At a glance, the lives of George Orwell and Evelyn Waugh seem no more alike than chalk is to cheese. Though both were born in 1903 England into the same social class, their paths diverged as they were educated, grew to manhood against a background of world war, and pursued their literary callings (meeting only once). During his boarding school days, the sensitive Orwell was cruelly bullied (torture he later chronicled in the essay "Such, Such Were the Joys"). Waugh had a brash lineage (his grandfather's nickname was "The Brute"), and was a schoolboy bully who would later habitually torment both friend and foe alike. Orwell, a socialist and atheist, chose a hard life of near poverty. Waugh, a conservative and an ardent Catholic convert, was an unabashed social climber who courted the moneyed, aristocratic echelons of British society. Waugh lived into his 60s, gaining early success as a writer; Orwell's writings remained fairly obscure until shortly before his death at age 46.

The conceit of examining opposites to excavate similarities has driven many classic tales, and it is employed with deft honesty here, despite Lebedoff's effusive fondness for these authors.
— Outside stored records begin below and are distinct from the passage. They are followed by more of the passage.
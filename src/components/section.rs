//! Tier section and intro components

use maud::{Markup, PreEscaped, html};

use super::icons::icon;
use super::partner_card::partner_card;
use crate::logo::LogoMap;
use crate::partner::{PartnerCollection, Tier};

/// Renders the intro block
///
/// # Arguments
///
/// * `intro_html`: Rendered HTML of the intro copy, block elements included
pub fn intro(intro_html: &str) -> Markup {
    html! {
        div class="partner-section partner-intro" {
            div class="partner-intro-text" { (PreEscaped(intro_html)) }
        }
    }
}

/// Column counts of a grid as CSS custom properties, smallest breakpoint first
fn grid_style(columns: [u8; 3]) -> String {
    let [base, small, large] = columns;
    format!("--cols: {}; --cols-sm: {}; --cols-lg: {}", base, small, large)
}

/// Renders one tier: heading with icon, then the responsive card grid
///
/// Heading text, icon size, and grid columns all come from the tier's
/// layout. An empty collection still renders the heading over an empty grid.
///
/// # Arguments
///
/// * `tier`: Tier being rendered
/// * `collection`: Records of the tier in display order
/// * `logos`: Published logo URLs
///
/// # Returns
///
/// Section markup
pub fn tier_section(tier: Tier, collection: &PartnerCollection, logos: &LogoMap) -> Markup {
    let layout = tier.layout();

    html! {
        section class="partner-section tier-section" data-tier=(tier.key()) {
            div class=(format!("tier-heading {}", layout.heading_class)) {
                (icon(layout.icon, layout.icon_size, None))
                h2 { (layout.heading) }
            }
            div class=(format!("partner-grid {}", layout.grid_class)) style=(grid_style(layout.columns)) {
                @for record in collection {
                    (partner_card(record.name(), logos.href(record.logo()), tier))
                }
            }
        }
    }
}
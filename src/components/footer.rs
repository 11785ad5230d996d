//! Site footer component

use maud::{Markup, html};

/// Renders the site footer with the institution name.
pub fn footer(site_name: &str) -> Markup {
    html! {
        footer class="site-footer" {
            div class="container" {
                p { (site_name) }
            }
        }
    }
}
The Same Man is a first-rate read, an adroit portrait of two prescient thinkers who feared, with the steady upward and so-called progress of the Modern Age, our collective fall into "a bottomless abyss." Enlivened by Lebedoff's trenchant observations of the authors' inner and outer worlds, it is pulled down slightly by the final chapter, which strays occasionally into unfocused conjecture irrelevant to this biography's worthy premise.

Alison Hood plans to re-read Animal Farm and Brideshead Revisited before summer's end.